Fault v. No-Fault Systems

Anyone with any passing familiarity with personal injury lawsuits is aware of fault systems versus no-fault systems. Fault systems require an injured party to sue in order to receive compensation for their injuries. Southern states like Texas and Georgia use an at-fault system, whereas Florida uses a no-fault system. 

No-fault systems streamline the process and help avoid lawsuits but may reduce the amount of damages a plaintiff can receive. 

Uninsured/Underinsured Motorist Coverage

If you don’t have auto insurance, you are making a humongous error in judgment. Although insurance is usually required by law in order to operate a vehicle. But since there are drivers out there without insurance, there needs to be something in place to help compensate the injured or aggrieved party. In these cases, there are uninsured and underinsured motorist coverage requirements (UM/UIM). 

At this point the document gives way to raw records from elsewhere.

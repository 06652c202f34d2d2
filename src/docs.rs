// src/docs.rs

use utoipa::OpenApi;
use utoipa::openapi::security::{Http, HttpAuthScheme, SecurityScheme};
use crate::handlers;
use crate::models;

#[derive(OpenApi)]
#[openapi(
    paths(
        // --- Auth ---
        handlers::auth::register,
        handlers::auth::login,
        handlers::auth::forgot_password,
        handlers::auth::reset_password,

        // --- Usuários ---
        handlers::users::get_user,
        handlers::users::update_user,
        handlers::users::update_push_token,
        handlers::users::delete_user,

        // --- Clientes ---
        handlers::clients::create_client,
        handlers::clients::list_clients,
        handlers::clients::get_client,
        handlers::clients::update_client,
        handlers::clients::delete_client,

        // --- Produtos ---
        handlers::products::create_product,
        handlers::products::list_products,
        handlers::products::list_low_stock,
        handlers::products::get_product,
        handlers::products::update_product,
        handlers::products::delete_product,

        // --- Financeiro ---
        handlers::transactions::create_transaction,
        handlers::transactions::list_transactions,
        handlers::transactions::get_summary,
        handlers::transactions::get_transaction,
        handlers::transactions::update_transaction,
        handlers::transactions::delete_transaction,

        // --- NFS-e ---
        handlers::invoices::issue_invoice,
        handlers::invoices::list_invoices,
        handlers::invoices::get_invoice,
        handlers::invoices::refresh_invoice_status,
        handlers::invoices::cancel_invoice,
        handlers::invoices::delete_invoice,

        // --- Agenda ---
        handlers::scheduled_services::create_scheduled_service,
        handlers::scheduled_services::list_scheduled_services,
        handlers::scheduled_services::get_scheduled_service,
        handlers::scheduled_services::update_scheduled_service,
        handlers::scheduled_services::delete_scheduled_service,

        // --- Configurações ---
        handlers::configs::get_config,
        handlers::configs::update_config,

        // --- Google ---
        handlers::google::exchange_code,
        handlers::google::google_status,
        handlers::google::disconnect,
    ),
    components(
        schemas(
            // --- Auth ---
            models::auth::User,
            models::auth::RegisterUserPayload,
            models::auth::LoginUserPayload,
            models::auth::ForgotPasswordPayload,
            models::auth::ResetPasswordPayload,
            models::auth::UpdateUserPayload,
            models::auth::PushTokenPayload,
            models::auth::AuthResponse,

            // --- Clientes e Produtos ---
            models::client::Client,
            models::client::ClientPayload,
            models::product::Product,
            models::product::ProductPayload,

            // --- Financeiro ---
            models::transaction::TransactionKind,
            models::transaction::Transaction,
            models::transaction::TransactionPayload,
            models::transaction::TransactionSummary,

            // --- NFS-e ---
            models::invoice::InvoiceStatus,
            models::invoice::Invoice,
            models::invoice::TomadorPayload,
            models::invoice::InvoicePayload,
            models::invoice::CancelInvoicePayload,

            // --- Agenda ---
            models::scheduled_service::AppointmentStatus,
            models::scheduled_service::ScheduledService,
            models::scheduled_service::CreateScheduledServicePayload,
            models::scheduled_service::UpdateScheduledServicePayload,
            models::scheduled_service::CalendarSyncStatus,
            models::scheduled_service::ScheduledServiceResponse,

            // --- Configurações ---
            models::config::Configuration,
            models::config::UpdateConfigPayload,
            models::config::ExchangeCodePayload,
            models::config::GoogleStatus,
        )
    ),
    tags(
        (name = "Auth", description = "Login, Cadastro e Recuperação de Senha"),
        (name = "Usuários", description = "Perfil e Dados Fiscais do Prestador"),
        (name = "Clientes", description = "Cadastro de Clientes"),
        (name = "Produtos", description = "Estoque e Alertas de Estoque Baixo"),
        (name = "Financeiro", description = "Entradas, Saídas e Resumo"),
        (name = "Notas Fiscais", description = "Emissão de NFS-e"),
        (name = "Agenda", description = "Serviços Agendados e Google Calendar"),
        (name = "Configurações", description = "Preferências do Prestador"),
        (name = "Google Calendar", description = "Conexão OAuth com o Google")
    ),
    modifiers(&SecurityAddon)
)]
pub struct ApiDoc;

struct SecurityAddon;

impl utoipa::Modify for SecurityAddon {
    fn modify(&self, openapi: &mut utoipa::openapi::OpenApi) {
        let components = openapi.components.get_or_insert_with(Default::default);
        components.add_security_scheme(
            "api_jwt",
            SecurityScheme::Http(
                Http::new(HttpAuthScheme::Bearer)
            ),
        );
    }
}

Georgia is one southern state that requires insurance companies to offer UM/UIM coverage for drivers, although policyholders have the ability to reject it in writing. Whereas, in Florida, drivers are not required to carry UM/UIM coverage, instead it must be offered by insurance companies and, like Georgia, drivers can reject it in writing. 

Court Procedures and Local Practices

There are certain “flavors” of southern courtroom experience. Texas courts, for example, are known for having a fairly fast-paced litigation process. Texas loves to process defendants like an assembly line – in and out. Louisiana, with its proud French roots, employs French Civil Law, a derivative of Napoleonic Code. It is the only state in the union that doesn’t use a legal system derived from English Common Law. 

Conclusion

Most of us, if we’re of a certain age, will think of Matlock or the southern chicken lawyer from Futurama when we picture a southern courtroom. There’s something uncomfortably charming about a humble attorney with a southern drawl pontificating about their simple roots caught up in the ever-so-complicated justice system. But that’s just a caricature of a southern lawyer, not exactly representative of the kind of experience you will find in a southern courtroom. 

The United States is interesting in that each state is sort of like its own country that runs things its own way. The southern United States are culturally unique in the world, and their legal systems follow that uniqueness.